Streaming response from Bedrock

response = bedrock.invoke_model_with_response_stream(
    modelId="anthropic.claude-3-sonnet-20240229-v1:0",
    body=json.dumps({...})
)
stream = response["body"]
for event in stream:
    chunk = json.loads(event["chunk"]["bytes"])
    if chunk["type"] == "content_block_delta":
        print(chunk["delta"]["text"], end="", flush=True)

LangChain + Bedrock Integration

from langchain_aws import ChatBedrock

llm = ChatBedrock(
    model_id="anthropic.claude-3-sonnet-20240229-v1:0",
    region_name="ap-south-1",
    model_kwargs={"max_tokens": 2048, "temperature": 0},
)

# Drop-in replacement for ChatOpenAI
chain = prompt | llm | parser

IAM Permissions for Bedrock

{
  "Effect": "Allow",
  "Action": [
    "bedrock:InvokeModel",
    "bedrock:InvokeModelWithResponseStream"
  ],
  "Resource": [
    "arn:aws:bedrock:ap-south-1::foundation-model/anthropic.claude-3-sonnet*"
  ]
}

Common Interview Questions

Q: Why Fargate over EC2 for LLM workloads?

Fargate has no instance management overhead — no patching, no capacity reservations. For API services that scale in and out, Fargate is simpler. The trade-off: can't run GPU workloads on Fargate (use EC2 with GPU instances for self-hosted models). Since LoanIQ uses Bedrock for inference, Fargate is the right choice.

Q: How do you manage secrets in containers?

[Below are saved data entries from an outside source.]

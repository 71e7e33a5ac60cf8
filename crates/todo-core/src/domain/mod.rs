//! Domain Layer
//!
//! Todo entities and the errors shared by the storage layer.

mod error;
mod todo;

pub use error::{StoreError, StoreResult};
pub use todo::{Todo, TodoId, TodoItem};
//! Repository Layer - Core Traits
//!
//! Defines the abstract key-value interface the todo store sits on.
//! Implementations can use browser `localStorage`, in-memory maps, etc.

use crate::domain::StoreResult;

/// Synchronous string-to-string storage with indexed key enumeration
///
/// Shaped after the Web Storage API. All methods take `&self`;
/// implementations use interior mutability where they need it.
pub trait KeyValueStorage {
    /// Number of keys currently stored
    fn len(&self) -> StoreResult<usize>;

    /// Key at `index`, or `None` past the end
    fn key(&self, index: usize) -> StoreResult<Option<String>>;

    /// Value stored under `key`
    fn get(&self, key: &str) -> StoreResult<Option<String>>;

    /// Store `value` under `key`, replacing any previous value
    fn set(&self, key: &str, value: &str) -> StoreResult<()>;

    /// Delete `key`. Missing keys are not an error.
    fn remove(&self, key: &str) -> StoreResult<()>;

    /// All keys, in index order
    fn keys(&self) -> StoreResult<Vec<String>> {
        let len = self.len()?;
        let mut keys = Vec::with_capacity(len);
        for index in 0..len {
            if let Some(key) = self.key(index)? {
                keys.push(key);
            }
        }
        Ok(keys)
    }
}
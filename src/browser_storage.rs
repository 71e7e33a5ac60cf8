//! Browser localStorage Adapter
//!
//! [`KeyValueStorage`] over `window.localStorage`.

use todo_cards_core::{KeyValueStorage, StoreError, StoreResult, TodoStore};
use wasm_bindgen::JsValue;

#[derive(Clone)]
pub struct BrowserStorage {
    storage: web_sys::Storage,
}

impl BrowserStorage {
    pub fn open() -> StoreResult<Self> {
        let window = web_sys::window().ok_or_else(|| StoreError::Unavailable("no window".into()))?;
        let storage = window
            .local_storage()
            .map_err(|e| StoreError::Unavailable(js_message(&e)))?
            .ok_or_else(|| StoreError::Unavailable("localStorage is disabled".into()))?;
        Ok(Self { storage })
    }
}

impl KeyValueStorage for BrowserStorage {
    fn len(&self) -> StoreResult<usize> {
        self.storage.length().map(|n| n as usize).map_err(backend_error)
    }

    fn key(&self, index: usize) -> StoreResult<Option<String>> {
        let Ok(index) = u32::try_from(index) else {
            return Ok(None);
        };
        self.storage.key(index).map_err(backend_error)
    }

    fn get(&self, key: &str) -> StoreResult<Option<String>> {
        self.storage.get_item(key).map_err(backend_error)
    }

    fn set(&self, key: &str, value: &str) -> StoreResult<()> {
        self.storage.set_item(key, value).map_err(backend_error)
    }

    fn remove(&self, key: &str) -> StoreResult<()> {
        self.storage.remove_item(key).map_err(backend_error)
    }
}

/// Todo store over `localStorage`, or `None` (logged) when unavailable
pub fn open_todo_store() -> Option<TodoStore<BrowserStorage>> {
    match BrowserStorage::open() {
        Ok(storage) => Some(TodoStore::new(storage)),
        Err(e) => {
            log::error!("[STORE] {}", e);
            None
        }
    }
}

fn backend_error(err: JsValue) -> StoreError {
    StoreError::Backend(js_message(&err))
}

fn js_message(err: &JsValue) -> String {
    err.as_string().unwrap_or_else(|| format!("{:?}", err))
}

Never hardcode secrets in images. Use AWS Secrets Manager — inject secret ARNs as environment variables in the ECS task definition. ECS fetches the secret at startup. For local dev, use a .env file (gitignored) with docker-compose env_file.

Q: How do you size Fargate tasks for a RAG service?

Profile CPU and memory under load. RAG services are mostly I/O-bound (Bedrock API calls, DB queries) — 1 vCPU and 2GB RAM handles moderate traffic. Add CPU/RAM if you run local reranking models (cross-encoder) in the container. Set ECS auto-scaling on CPU utilisation at 70%.